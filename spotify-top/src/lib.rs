//! Spotify Top
//!
//! A small web application that logs in to Spotify with the OAuth
//! authorization-code flow, shows the user's top artists and tracks, and
//! saves the top tracks as a private playlist.
//!
//! Display settings live in a cookie, one-shot notifications travel in a
//! signed flash cookie, and each login's state token doubles as the key of
//! a server-side map from token to API client.

#![forbid(unsafe_code)]
#![warn(missing_docs)]

pub mod agents;
pub mod config;
pub mod cookies;
pub mod error;
pub mod flash;
pub mod handlers;
pub mod oauth;
pub mod routes;
pub mod session_store;
pub mod settings;
pub mod spotify;
pub mod state;
pub mod template;

// Re-export key types for convenience
pub use config::AppConfig;
pub use error::{AuthError, ConfigError, TemplateError, UpstreamError};
pub use routes::router;
pub use session_store::SessionStore;
pub use settings::{Settings, TimeRange};
pub use state::AppState;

**Problem**
Pick every line containing the word "settings" out of the material, and copy those lines.

**Written solution**
//! Display settings live in a cookie, one-shot notifications travel in a
pub mod settings;
pub use settings::{Settings, TimeRange};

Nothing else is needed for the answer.